Mezankimal kök hücrelerin (MKH) ekleme enjekte edilerek doğal onarım sürecini tetiklediği düşünülüyor; bu yaklaşım, cerrahi müdahale olmadan hastaları daha hızlı hareket ettirme potansiyeli taşıyor. Osteoartritin temelinde, eklem kıkırdağının aşınması ve iltihaplanma yer alıyor. 65 yaş üzeri bireylerin oranının yüksek olduğu veriler, bu yaş grubundaki kişilerin tedavi seçeneklerini daha yakından araştırma gerekliliğini gösteriyor.
Klasik tedaviler çoğunlukla semptomlara odaklanırken, kök hücre tedavisi hastalığın köküne inerek rejeneratif bir etki sunmayı hedefliyor. Kişinin kendi kemik iliği veya umbilikal kordon dokusundan elde edilen hücreler çoğaltılarak ekleme zerk ediliyor; burada kıkırdak hücrelerine dönüşerek hasarı onarma ve iltihabı baskılama potansiyeli bulunuyor. Son dönemdeki çalışmalar, bu yöntemin güvenliğini ve etkisini çeşitli merkezlerde incelemeye devam ediyor.
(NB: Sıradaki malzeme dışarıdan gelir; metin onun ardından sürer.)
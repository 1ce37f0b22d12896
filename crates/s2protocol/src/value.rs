//! The dynamically-typed value tree produced by the decoders.
//!
//! Every substream decodes into a [`Value`]: a sum over the value shapes a
//! replay schema can describe. Structs preserve the field order of the
//! schema they were decoded under, which callers (and `__parent` splicing)
//! rely on.

use std::fmt;
use std::fmt::Write as _;

/// A decoded replay value.
#[derive(Debug, Clone, PartialEq)]
pub enum Value {
    /// Nothing: absent optionals, out-of-range choices, `_null` types.
    Null,
    /// A single decoded bit.
    Bool(bool),
    /// An integer, up to 64 bits wide on the wire.
    Int(i64),
    /// A blob or four-character code. Non-UTF-8 bytes are replaced.
    Str(String),
    /// A bit array with an exact bit count.
    BitArray(BitArray),
    /// A homogeneous list.
    Array(Vec<Value>),
    /// An ordered set of named fields.
    Struct(Struct),
}

impl Value {
    /// Returns the integer payload, or `None` for other variants.
    pub fn as_int(&self) -> Option<i64> {
        match self {
            Value::Int(n) => Some(*n),
            _ => None,
        }
    }

    pub fn as_bool(&self) -> Option<bool> {
        match self {
            Value::Bool(b) => Some(*b),
            _ => None,
        }
    }

    pub fn as_str(&self) -> Option<&str> {
        match self {
            Value::Str(s) => Some(s),
            _ => None,
        }
    }

    pub fn as_array(&self) -> Option<&[Value]> {
        match self {
            Value::Array(items) => Some(items),
            _ => None,
        }
    }

    pub fn as_struct(&self) -> Option<&Struct> {
        match self {
            Value::Struct(s) => Some(s),
            _ => None,
        }
    }

    pub fn as_bit_array(&self) -> Option<&BitArray> {
        match self {
            Value::BitArray(b) => Some(b),
            _ => None,
        }
    }

    pub fn is_null(&self) -> bool {
        matches!(self, Value::Null)
    }
}

/// A decoded struct: named fields in schema declaration order.
///
/// Lookup is by name; iteration yields fields in the order they were
/// decoded. The order is part of the decoding contract: `__parent`
/// splicing merges parent fields left-to-right and later writes to the same
/// name overwrite in place.
#[derive(Debug, Clone, PartialEq, Default)]
pub struct Struct {
    fields: Vec<(String, Value)>,
}

impl Struct {
    pub fn new() -> Self {
        Self { fields: Vec::new() }
    }

    pub fn with_capacity(capacity: usize) -> Self {
        Self {
            fields: Vec::with_capacity(capacity),
        }
    }

    pub fn len(&self) -> usize {
        self.fields.len()
    }

    pub fn is_empty(&self) -> bool {
        self.fields.is_empty()
    }

    /// Sets a field, overwriting in place when the name already exists so
    /// the original position is kept.
    pub fn set(&mut self, name: impl Into<String>, value: Value) {
        let name = name.into();
        match self.fields.iter_mut().find(|(n, _)| *n == name) {
            Some((_, slot)) => *slot = value,
            None => self.fields.push((name, value)),
        }
    }

    pub fn get(&self, name: &str) -> Option<&Value> {
        self.fields
            .iter()
            .find(|(n, _)| n == name)
            .map(|(_, v)| v)
    }

    pub fn get_mut(&mut self, name: &str) -> Option<&mut Value> {
        self.fields
            .iter_mut()
            .find(|(n, _)| n == name)
            .map(|(_, v)| v)
    }

    /// Fields in declaration order.
    pub fn iter(&self) -> impl Iterator<Item = (&str, &Value)> {
        self.fields.iter().map(|(n, v)| (n.as_str(), v))
    }

    // -------------------------------------------------------------------
    // Path accessors. These are a projection convenience: a mismatched or
    // absent path yields the type's zero value rather than an error.
    // -------------------------------------------------------------------

    /// Returns the value at `path`, descending through nested structs.
    pub fn value(&self, path: &[&str]) -> Option<&Value> {
        let (last, front) = path.split_last()?;
        let mut current = self;
        for name in front {
            current = current.get(name)?.as_struct()?;
        }
        current.get(last)
    }

    /// Returns the sub-struct at `path`, or `None` on mismatch.
    pub fn structv(&self, path: &[&str]) -> Option<&Struct> {
        self.value(path)?.as_struct()
    }

    /// Returns the integer at `path`, or 0 on mismatch.
    pub fn int(&self, path: &[&str]) -> i64 {
        self.value(path).and_then(Value::as_int).unwrap_or(0)
    }

    /// Returns the bool at `path`, or false on mismatch.
    pub fn bool(&self, path: &[&str]) -> bool {
        self.value(path).and_then(Value::as_bool).unwrap_or(false)
    }

    /// Returns the string at `path`, or "" on mismatch.
    pub fn text(&self, path: &[&str]) -> &str {
        self.value(path).and_then(Value::as_str).unwrap_or("")
    }

    /// Returns the array at `path`, or an empty slice on mismatch.
    pub fn array(&self, path: &[&str]) -> &[Value] {
        self.value(path).and_then(Value::as_array).unwrap_or(&[])
    }

    /// Returns the bit array at `path`, or `None` on mismatch.
    pub fn bit_array(&self, path: &[&str]) -> Option<&BitArray> {
        self.value(path)?.as_bit_array()
    }
}

impl IntoIterator for Struct {
    type Item = (String, Value);
    type IntoIter = std::vec::IntoIter<(String, Value)>;

    fn into_iter(self) -> Self::IntoIter {
        self.fields.into_iter()
    }
}

impl FromIterator<(String, Value)> for Struct {
    fn from_iter<T: IntoIterator<Item = (String, Value)>>(iter: T) -> Self {
        let mut s = Struct::new();
        for (name, value) in iter {
            s.set(name, value);
        }
        s
    }
}

/// A bit array: an exact bit count over a packed byte buffer.
///
/// Bits are stored most-significant-first within each byte: bit 0 of the
/// array is the high bit of `data[0]`.
#[derive(Debug, Clone, PartialEq, Eq)]
pub struct BitArray {
    /// Number of valid bits.
    pub count: usize,
    /// `ceil(count / 8)` bytes holding the bits.
    pub data: Vec<u8>,
}

impl BitArray {
    /// Tests the bit at the given zero-based position.
    pub fn bit(&self, n: usize) -> bool {
        self.data[n >> 3] & (0x80 >> (n & 0x07)) != 0
    }

    /// Number of one bits in the array.
    pub fn ones(&self) -> usize {
        self.data.iter().map(|b| b.count_ones() as usize).sum()
    }
}

impl fmt::Display for BitArray {
    fn fmt(&self, f: &mut fmt::Formatter<'_>) -> fmt::Result {
        write!(f, "0x{} (count={})", hex(&self.data), self.count)
    }
}

fn hex(data: &[u8]) -> String {
    let mut out = String::with_capacity(data.len() * 2);
    for b in data {
        let _ = write!(out, "{b:02x}");
    }
    out
}

// -----------------------------------------------------------------------
// JSON projection
// -----------------------------------------------------------------------

impl From<&Value> for serde_json::Value {
    fn from(v: &Value) -> Self {
        match v {
            Value::Null => serde_json::Value::Null,
            Value::Bool(b) => serde_json::Value::Bool(*b),
            Value::Int(n) => serde_json::json!(n),
            Value::Str(s) => serde_json::Value::String(s.clone()),
            Value::BitArray(b) => serde_json::json!({
                "count": b.count,
                "data": format!("0x{}", hex(&b.data)),
            }),
            Value::Array(items) => {
                serde_json::Value::Array(items.iter().map(serde_json::Value::from).collect())
            }
            Value::Struct(s) => serde_json::Value::from(s),
        }
    }
}

impl From<&Struct> for serde_json::Value {
    fn from(s: &Struct) -> Self {
        let map: serde_json::Map<String, serde_json::Value> = s
            .iter()
            .map(|(name, value)| (name.to_owned(), serde_json::Value::from(value)))
            .collect();
        serde_json::Value::Object(map)
    }
}

impl fmt::Display for Value {
    fn fmt(&self, f: &mut fmt::Formatter<'_>) -> fmt::Result {
        let json = serde_json::Value::from(self);
        match serde_json::to_string_pretty(&json) {
            Ok(text) => f.write_str(&text),
            Err(_) => Err(fmt::Error),
        }
    }
}

impl fmt::Display for Struct {
    fn fmt(&self, f: &mut fmt::Formatter<'_>) -> fmt::Result {
        let json = serde_json::Value::from(self);
        match serde_json::to_string_pretty(&json) {
            Ok(text) => f.write_str(&text),
            Err(_) => Err(fmt::Error),
        }
    }
}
Bir dizi çalışma, MKH enjeksiyonlarının ağrı üzerinde bir yıl boyunca belirgin bir fayda sağlayabildiğini gösterdi. Ancak sonuçlar tek başına kesin bir üstünlük belirtmiyor; bazı merkezlerde radyografik iyileşmeler gözlemlenmesine rağmen, klinik anlamlılık hastadan hastaya değişiyor. Duke Üniversitesi’nin çok merkezli denemesinde, 480 katılımcı üzerinden yürütülen çalışmada, kök hücre enjeksiyonlarının kortikosteroidlere göre benzer ağrı azaltımı sunduğu bulunurken, bazı hastalarda eklem yapısında iyileşme kaydedildi ve advers reaksiyon bildirilmedi.
Emory Üniversitesi’nin araştırmaları da, bir yıl içindeki etkilerin bireysel yaklaşımlarla güçlendirilmesi gerektiğini vurguluyor. Klinisyenler, kök hücre tedavisinin her hasta için uygun olmayabileceğini, ancak kişiye özel planlarla değerli bir alternatif oluşturabileceğini ifade ediyorlar. Sistematik incelemeler ise mevcut kanıtların kalitesinin sınırlı olduğunu, ancak plazmal olmayan aşağı yönlü etkilerin nispeten hafif kaldığını gösteriyor; yaşam kalitesindeki değişim ise belirsizliğini koruyor.
Uluslararası düzeyde Mayo Kliniği’nin RECLAIM protokolü gibi yenilikler, tek adımlı kıkırdak onarım yaklaşımlarını daha yaygın hale getirme çabasını sürdürüyor. Klinik uzmanlar, hastaların kendi kıkırdak hücrelerini donör kök hücrelerle birleştiren bu tür uygulamaların, tedavinin güvenli ve etkili olması için uzun vadeli verilerin gerekliliğini vurguluyorlar. Bir meta-analiz ise MKH enjeksiyonlarının non-steroid ilaçlarla karşılaştırıldığında ortalama olarak daha iyi ağrı kontrolü sağlayabildiğini, ancak yan etki riskinin düşük kaldığını belirtti. Emory Ortopedi ve Omurga Merkezi’nden bazı klinisyenler, hastaların ameliyat korkusu olmadan günlük yaşama dönmesini mümkün kıldığını ifade ederken, sigorta kapsamı ve FDA düzenlemeleri konusundaki gelişmelerin süreci etkilediğini paylaşıyorlar.
The Conversation tarafından yayımlanan derleme ise kök hücre enjeksiyonlarının maliyetli olabileceğini ve bazı resmi kurullar tarafından henüz onaylanmadığını hatırlatıyor; buna karşılık fizyoterapi ve kilo kontrolü gibi kanıtlanmış yöntemlerin öncelikli tutulması gerektiğini savunuyor.